___ GIVEN ENTRIES
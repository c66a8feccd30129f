//! Circuit breaker for the question service.
//!
//! # States
//! - Closed: normal operation, calls pass through
//! - Open: dependency assumed down, calls fail fast
//! - Half-Open: a few trial calls decide whether it recovered
//!
//! # State Transitions
//! ```text
//! Closed → Open: failure rate >= threshold over the rolling window
//!                (once at least `minimum_calls` are recorded)
//! Open → Half-Open: first call after the cooldown
//! Half-Open → Closed: all trial calls succeed
//! Half-Open → Open: any trial call fails (cooldown restarts)
//! ```
//!
//! # Design Decisions
//! - Count-based window of the most recent outcomes
//! - State and window share one mutex so transitions and recordings never interleave
//! - Outcomes reported against an older state generation are discarded
//! - Permits are RAII guards; an abandoned trial permit frees its slot

use std::collections::VecDeque;
use std::sync::{Arc, Mutex, PoisonError};

use serde::Serialize;
use thiserror::Error;
use tokio::time::Instant;

use crate::config::CircuitBreakerConfig;
use crate::observability::metrics;

/// Externally visible circuit state.
#[derive(Debug, Clone, Copy, PartialEq, Eq, Serialize)]
#[serde(rename_all = "SCREAMING_SNAKE_CASE")]
pub enum CircuitState {
    Closed,
    Open,
    HalfOpen,
}

impl CircuitState {
    /// Gauge encoding: 0 closed, 1 half-open, 2 open.
    pub fn as_gauge(self) -> f64 {
        match self {
            CircuitState::Closed => 0.0,
            CircuitState::HalfOpen => 1.0,
            CircuitState::Open => 2.0,
        }
    }
}

/// Returned when the circuit rejects a call.
#[derive(Debug, Clone, Error)]
#[error("circuit breaker '{name}' does not permit further calls")]
pub struct CallNotPermitted {
    pub name: String,
}

#[derive(Debug)]
enum Phase {
    Closed,
    Open { until: Instant },
    HalfOpen { in_flight: u32, succeeded: u32 },
}

impl Phase {
    fn state(&self) -> CircuitState {
        match self {
            Phase::Closed => CircuitState::Closed,
            Phase::Open { .. } => CircuitState::Open,
            Phase::HalfOpen { .. } => CircuitState::HalfOpen,
        }
    }
}

#[derive(Debug)]
struct Inner {
    phase: Phase,
    /// Bumped on every transition.
    generation: u64,
    /// Most recent outcomes while closed; `true` marks a failure.
    window: VecDeque<bool>,
}

/// Point-in-time view of a breaker, for the admin endpoint.
#[derive(Debug, Clone, Serialize)]
pub struct CircuitSnapshot {
    pub name: String,
    pub state: CircuitState,
    /// `None` until `minimum_calls` outcomes are buffered.
    pub failure_rate: Option<f32>,
    pub buffered_calls: usize,
    pub failed_calls: usize,
}

#[derive(Debug)]
pub struct CircuitBreaker {
    name: String,
    config: CircuitBreakerConfig,
    inner: Mutex<Inner>,
}

impl CircuitBreaker {
    pub fn new(name: impl Into<String>, config: CircuitBreakerConfig) -> Self {
        let name = name.into();
        metrics::record_circuit_state(&name, CircuitState::Closed);
        Self {
            name,
            inner: Mutex::new(Inner {
                phase: Phase::Closed,
                generation: 0,
                window: VecDeque::with_capacity(config.sliding_window_size),
            }),
            config,
        }
    }

    pub fn name(&self) -> &str {
        &self.name
    }

    pub fn state(&self) -> CircuitState {
        self.lock().phase.state()
    }

    pub fn snapshot(&self) -> CircuitSnapshot {
        let inner = self.lock();
        let failed_calls = inner.window.iter().filter(|failed| **failed).count();
        CircuitSnapshot {
            name: self.name.clone(),
            state: inner.phase.state(),
            failure_rate: self.failure_rate(&inner.window),
            buffered_calls: inner.window.len(),
            failed_calls,
        }
    }

    /// Ask for permission to make one call.
    pub fn try_acquire(self: &Arc<Self>) -> Result<CallPermit, CallNotPermitted> {
        let mut inner = self.lock();
        let trials = self.config.half_open_trial_calls;

        let trial = match inner.phase {
            Phase::Closed => false,
            Phase::Open { until } if Instant::now() < until => return Err(self.rejected()),
            Phase::Open { .. } => {
                self.transition(&mut inner, Phase::HalfOpen { in_flight: 1, succeeded: 0 });
                true
            }
            Phase::HalfOpen { in_flight, succeeded } => {
                if in_flight + succeeded >= trials {
                    return Err(self.rejected());
                }
                inner.phase = Phase::HalfOpen {
                    in_flight: in_flight + 1,
                    succeeded,
                };
                true
            }
        };

        Ok(CallPermit {
            breaker: self.clone(),
            generation: inner.generation,
            trial,
            settled: false,
        })
    }

    fn lock(&self) -> std::sync::MutexGuard<'_, Inner> {
        // Every update under the lock leaves `Inner` consistent.
        self.inner.lock().unwrap_or_else(PoisonError::into_inner)
    }

    fn rejected(&self) -> CallNotPermitted {
        CallNotPermitted {
            name: self.name.clone(),
        }
    }

    fn failure_rate(&self, window: &VecDeque<bool>) -> Option<f32> {
        if window.is_empty() || window.len() < self.config.minimum_calls {
            return None;
        }
        let failed = window.iter().filter(|failed| **failed).count();
        Some(failed as f32 * 100.0 / window.len() as f32)
    }

    fn transition(&self, inner: &mut Inner, next: Phase) {
        let from = inner.phase.state();
        let to = next.state();
        inner.phase = next;
        inner.generation += 1;
        inner.window.clear();

        match to {
            CircuitState::Open => tracing::warn!(circuit = %self.name, ?from, ?to, "Circuit opened"),
            _ => tracing::info!(circuit = %self.name, ?from, ?to, "Circuit state changed"),
        }
        metrics::record_circuit_state(&self.name, to);
    }

    fn open(&self, inner: &mut Inner) {
        let until = Instant::now() + self.config.wait_in_open();
        self.transition(inner, Phase::Open { until });
    }

    fn record(&self, generation: u64, failed: bool) {
        let mut inner = self.lock();
        if inner.generation != generation {
            return;
        }

        match inner.phase {
            Phase::Closed => {
                if inner.window.len() >= self.config.sliding_window_size {
                    inner.window.pop_front();
                }
                inner.window.push_back(failed);

                if let Some(rate) = self.failure_rate(&inner.window) {
                    if rate >= self.config.failure_rate_threshold {
                        tracing::debug!(circuit = %self.name, failure_rate = rate, "Failure rate threshold reached");
                        self.open(&mut inner);
                    }
                }
            }
            Phase::HalfOpen { in_flight, succeeded } => {
                let in_flight = in_flight.saturating_sub(1);
                if failed {
                    self.open(&mut inner);
                } else if succeeded + 1 >= self.config.half_open_trial_calls {
                    self.transition(&mut inner, Phase::Closed);
                } else {
                    inner.phase = Phase::HalfOpen {
                        in_flight,
                        succeeded: succeeded + 1,
                    };
                }
            }
            Phase::Open { .. } => {}
        }
    }

    fn release(&self, generation: u64) {
        let mut inner = self.lock();
        if inner.generation != generation {
            return;
        }
        if let Phase::HalfOpen { ref mut in_flight, .. } = inner.phase {
            *in_flight = in_flight.saturating_sub(1);
        }
    }
}

/// Permission for a single call. Report the outcome with `success` or `failure`.
#[derive(Debug)]
pub struct CallPermit {
    breaker: Arc<CircuitBreaker>,
    generation: u64,
    trial: bool,
    settled: bool,
}

impl CallPermit {
    /// Whether this call is a half-open trial.
    pub fn is_trial(&self) -> bool {
        self.trial
    }

    pub fn success(mut self) {
        self.settled = true;
        self.breaker.record(self.generation, false);
    }

    pub fn failure(mut self) {
        self.settled = true;
        self.breaker.record(self.generation, true);
    }
}

impl Drop for CallPermit {
    fn drop(&mut self) {
        if !self.settled && self.trial {
            self.breaker.release(self.generation);
        }
    }
}

#[cfg(test)]
mod tests {
    use super::*;
    use std::time::Duration;

    fn breaker(window: usize, minimum: usize, threshold: f32, trials: u32) -> Arc<CircuitBreaker> {
        Arc::new(CircuitBreaker::new(
            "test",
            CircuitBreakerConfig {
                sliding_window_size: window,
                minimum_calls: minimum,
                failure_rate_threshold: threshold,
                wait_in_open_ms: 1000,
                half_open_trial_calls: trials,
            },
        ))
    }

    fn fail(cb: &Arc<CircuitBreaker>, n: usize) {
        for _ in 0..n {
            cb.try_acquire().expect("permitted").failure();
        }
    }

    fn succeed(cb: &Arc<CircuitBreaker>, n: usize) {
        for _ in 0..n {
            cb.try_acquire().expect("permitted").success();
        }
    }

    #[tokio::test(start_paused = true)]
    async fn test_starts_closed() {
        let cb = breaker(10, 5, 50.0, 1);
        assert_eq!(cb.state(), CircuitState::Closed);
        assert!(cb.snapshot().failure_rate.is_none());
    }

    #[tokio::test(start_paused = true)]
    async fn test_not_evaluated_below_minimum_calls() {
        let cb = breaker(10, 5, 50.0, 1);
        fail(&cb, 4);
        assert_eq!(cb.state(), CircuitState::Closed);
        fail(&cb, 1);
        assert_eq!(cb.state(), CircuitState::Open);
    }

    #[tokio::test(start_paused = true)]
    async fn test_opens_at_threshold() {
        let cb = breaker(4, 4, 50.0, 1);
        succeed(&cb, 2);
        fail(&cb, 1);
        assert_eq!(cb.state(), CircuitState::Closed);
        fail(&cb, 1);
        assert_eq!(cb.state(), CircuitState::Open);
    }

    #[tokio::test(start_paused = true)]
    async fn test_window_rolls_old_outcomes_out() {
        let cb = breaker(4, 4, 75.0, 1);
        fail(&cb, 2);
        succeed(&cb, 2);
        // Window [F, F, S, S] → 50%.
        assert_eq!(cb.state(), CircuitState::Closed);
        succeed(&cb, 2);
        // Window [S, S, S, S]; earlier failures rolled out.
        assert_eq!(cb.snapshot().failed_calls, 0);
        fail(&cb, 2);
        assert_eq!(cb.state(), CircuitState::Closed);
        fail(&cb, 1);
        assert_eq!(cb.state(), CircuitState::Open);
    }

    #[tokio::test(start_paused = true)]
    async fn test_open_rejects_until_cooldown() {
        let cb = breaker(2, 2, 50.0, 1);
        fail(&cb, 2);
        assert!(cb.try_acquire().is_err());

        tokio::time::advance(Duration::from_millis(999)).await;
        assert!(cb.try_acquire().is_err());

        tokio::time::advance(Duration::from_millis(1)).await;
        let permit = cb.try_acquire().expect("trial permitted");
        assert!(permit.is_trial());
        assert_eq!(cb.state(), CircuitState::HalfOpen);
    }

    #[tokio::test(start_paused = true)]
    async fn test_half_open_success_closes() {
        let cb = breaker(2, 2, 50.0, 1);
        fail(&cb, 2);
        tokio::time::advance(Duration::from_secs(1)).await;

        cb.try_acquire().unwrap().success();
        assert_eq!(cb.state(), CircuitState::Closed);
        assert_eq!(cb.snapshot().buffered_calls, 0);
    }

    #[tokio::test(start_paused = true)]
    async fn test_half_open_failure_reopens() {
        let cb = breaker(2, 2, 50.0, 2);
        fail(&cb, 2);
        tokio::time::advance(Duration::from_secs(1)).await;

        cb.try_acquire().unwrap().success();
        assert_eq!(cb.state(), CircuitState::HalfOpen);
        cb.try_acquire().unwrap().failure();
        assert_eq!(cb.state(), CircuitState::Open);
        assert!(cb.try_acquire().is_err());
    }

    #[tokio::test(start_paused = true)]
    async fn test_half_open_limits_trial_calls() {
        let cb = breaker(2, 2, 50.0, 2);
        fail(&cb, 2);
        tokio::time::advance(Duration::from_secs(1)).await;

        let first = cb.try_acquire().unwrap();
        let second = cb.try_acquire().unwrap();
        assert!(cb.try_acquire().is_err());

        // An abandoned trial frees its slot.
        drop(second);
        let third = cb.try_acquire().expect("slot released");

        first.success();
        third.success();
        assert_eq!(cb.state(), CircuitState::Closed);
    }

    #[tokio::test(start_paused = true)]
    async fn test_stale_outcome_ignored() {
        let cb = breaker(2, 2, 50.0, 1);
        let late = cb.try_acquire().unwrap();
        fail(&cb, 2);
        assert_eq!(cb.state(), CircuitState::Open);

        // Started while closed, finishes after the circuit opened.
        late.success();
        assert_eq!(cb.state(), CircuitState::Open);
    }

    #[tokio::test]
    async fn test_concurrent_recordings_not_lost() {
        let cb = breaker(1000, 1000, 100.0, 1);
        let mut handles = Vec::new();
        for _ in 0..8 {
            let cb = cb.clone();
            handles.push(tokio::spawn(async move {
                for _ in 0..50 {
                    cb.try_acquire().unwrap().success();
                }
            }));
        }
        for h in handles {
            h.await.unwrap();
        }
        assert_eq!(cb.snapshot().buffered_calls, 400);
    }

    #[test]
    fn test_poisoned_lock_keeps_serving() {
        let cb = breaker(4, 2, 50.0, 1);
        let holder = cb.clone();
        let _ = std::thread::spawn(move || {
            let _guard = holder.inner.lock().unwrap();
            panic!("panicked while holding the breaker lock");
        })
        .join();
        assert!(cb.inner.is_poisoned());

        cb.try_acquire().unwrap().success();
        assert_eq!(cb.state(), CircuitState::Closed);
        assert_eq!(cb.snapshot().buffered_calls, 1);
    }
}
______
Where the string "impl" appears in a line of the listing, copy that line.

TASK RESULT:
impl CircuitState {
impl Phase {
impl CircuitBreaker {
    pub fn new(name: impl Into<String>, config: CircuitBreakerConfig) -> Self {
impl CallPermit {
impl Drop for CallPermit {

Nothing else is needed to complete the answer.